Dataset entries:
________________
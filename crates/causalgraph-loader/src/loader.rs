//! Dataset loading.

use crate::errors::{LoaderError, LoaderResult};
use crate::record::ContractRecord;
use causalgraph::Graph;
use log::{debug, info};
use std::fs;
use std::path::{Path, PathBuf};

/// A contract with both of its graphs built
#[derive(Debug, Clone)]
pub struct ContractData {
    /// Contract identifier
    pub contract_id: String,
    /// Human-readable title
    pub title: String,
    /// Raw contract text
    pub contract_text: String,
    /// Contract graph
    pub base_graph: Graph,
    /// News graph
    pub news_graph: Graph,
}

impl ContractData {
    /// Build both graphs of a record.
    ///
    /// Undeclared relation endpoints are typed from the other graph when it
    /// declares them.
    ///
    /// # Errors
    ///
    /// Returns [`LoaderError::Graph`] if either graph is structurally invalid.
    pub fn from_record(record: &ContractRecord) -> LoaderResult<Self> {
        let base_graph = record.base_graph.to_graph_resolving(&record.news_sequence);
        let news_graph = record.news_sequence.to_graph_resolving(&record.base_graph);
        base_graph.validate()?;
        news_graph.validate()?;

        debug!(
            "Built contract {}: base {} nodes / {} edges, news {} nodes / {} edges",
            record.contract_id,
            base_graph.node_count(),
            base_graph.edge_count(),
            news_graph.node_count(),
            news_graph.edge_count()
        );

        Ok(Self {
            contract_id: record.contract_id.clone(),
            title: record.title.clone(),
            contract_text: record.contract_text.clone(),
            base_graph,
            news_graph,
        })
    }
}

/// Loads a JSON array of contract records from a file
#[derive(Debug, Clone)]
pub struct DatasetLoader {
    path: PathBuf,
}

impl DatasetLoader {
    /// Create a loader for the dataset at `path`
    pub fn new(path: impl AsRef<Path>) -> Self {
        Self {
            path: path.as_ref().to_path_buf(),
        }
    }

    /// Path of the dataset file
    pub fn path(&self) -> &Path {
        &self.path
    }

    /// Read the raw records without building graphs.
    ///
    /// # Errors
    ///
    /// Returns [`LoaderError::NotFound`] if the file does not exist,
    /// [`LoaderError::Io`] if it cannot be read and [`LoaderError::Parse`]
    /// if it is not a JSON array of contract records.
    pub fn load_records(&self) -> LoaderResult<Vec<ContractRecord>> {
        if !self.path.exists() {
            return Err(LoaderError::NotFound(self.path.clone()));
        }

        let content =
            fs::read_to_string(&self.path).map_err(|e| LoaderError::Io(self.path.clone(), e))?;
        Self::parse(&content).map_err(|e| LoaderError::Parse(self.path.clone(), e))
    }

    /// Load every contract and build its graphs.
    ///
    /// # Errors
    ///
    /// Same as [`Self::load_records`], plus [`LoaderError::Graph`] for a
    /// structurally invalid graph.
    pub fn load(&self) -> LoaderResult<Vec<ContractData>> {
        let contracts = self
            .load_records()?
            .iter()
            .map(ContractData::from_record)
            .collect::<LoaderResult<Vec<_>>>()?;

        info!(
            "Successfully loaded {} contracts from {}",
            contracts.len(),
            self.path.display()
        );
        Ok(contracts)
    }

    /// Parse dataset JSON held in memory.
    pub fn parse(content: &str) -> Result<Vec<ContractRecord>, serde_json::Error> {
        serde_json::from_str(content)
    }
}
________________
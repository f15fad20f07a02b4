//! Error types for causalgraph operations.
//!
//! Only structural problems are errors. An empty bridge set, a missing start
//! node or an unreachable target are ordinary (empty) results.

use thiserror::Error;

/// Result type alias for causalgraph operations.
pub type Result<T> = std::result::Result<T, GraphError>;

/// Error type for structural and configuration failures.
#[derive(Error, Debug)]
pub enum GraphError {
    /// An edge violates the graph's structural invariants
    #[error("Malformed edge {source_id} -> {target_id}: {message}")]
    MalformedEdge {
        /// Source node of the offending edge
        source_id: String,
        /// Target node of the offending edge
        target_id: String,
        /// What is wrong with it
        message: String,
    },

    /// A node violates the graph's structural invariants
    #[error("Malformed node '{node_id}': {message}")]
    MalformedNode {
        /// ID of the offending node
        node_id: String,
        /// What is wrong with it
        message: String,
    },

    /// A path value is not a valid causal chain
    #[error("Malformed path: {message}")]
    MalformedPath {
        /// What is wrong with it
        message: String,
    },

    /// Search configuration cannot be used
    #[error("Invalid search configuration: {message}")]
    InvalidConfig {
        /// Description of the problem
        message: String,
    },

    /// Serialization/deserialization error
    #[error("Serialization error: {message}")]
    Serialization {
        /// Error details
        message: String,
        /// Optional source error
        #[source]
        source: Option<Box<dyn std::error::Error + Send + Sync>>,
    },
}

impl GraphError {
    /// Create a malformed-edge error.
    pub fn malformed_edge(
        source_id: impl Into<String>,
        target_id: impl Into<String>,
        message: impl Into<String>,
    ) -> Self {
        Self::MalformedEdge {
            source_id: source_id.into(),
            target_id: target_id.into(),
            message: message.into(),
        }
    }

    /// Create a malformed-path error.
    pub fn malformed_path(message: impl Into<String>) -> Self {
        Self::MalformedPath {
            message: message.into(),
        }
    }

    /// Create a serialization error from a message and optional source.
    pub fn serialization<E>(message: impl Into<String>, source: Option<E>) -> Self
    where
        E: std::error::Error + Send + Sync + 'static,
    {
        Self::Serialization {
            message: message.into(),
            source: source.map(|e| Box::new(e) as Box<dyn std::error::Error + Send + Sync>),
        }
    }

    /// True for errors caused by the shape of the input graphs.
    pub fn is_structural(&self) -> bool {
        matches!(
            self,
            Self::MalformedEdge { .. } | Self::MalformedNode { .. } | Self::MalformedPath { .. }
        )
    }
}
________________
Required work: Your answer should be one number: how many lines above include the word "GraphError".

Output below: 3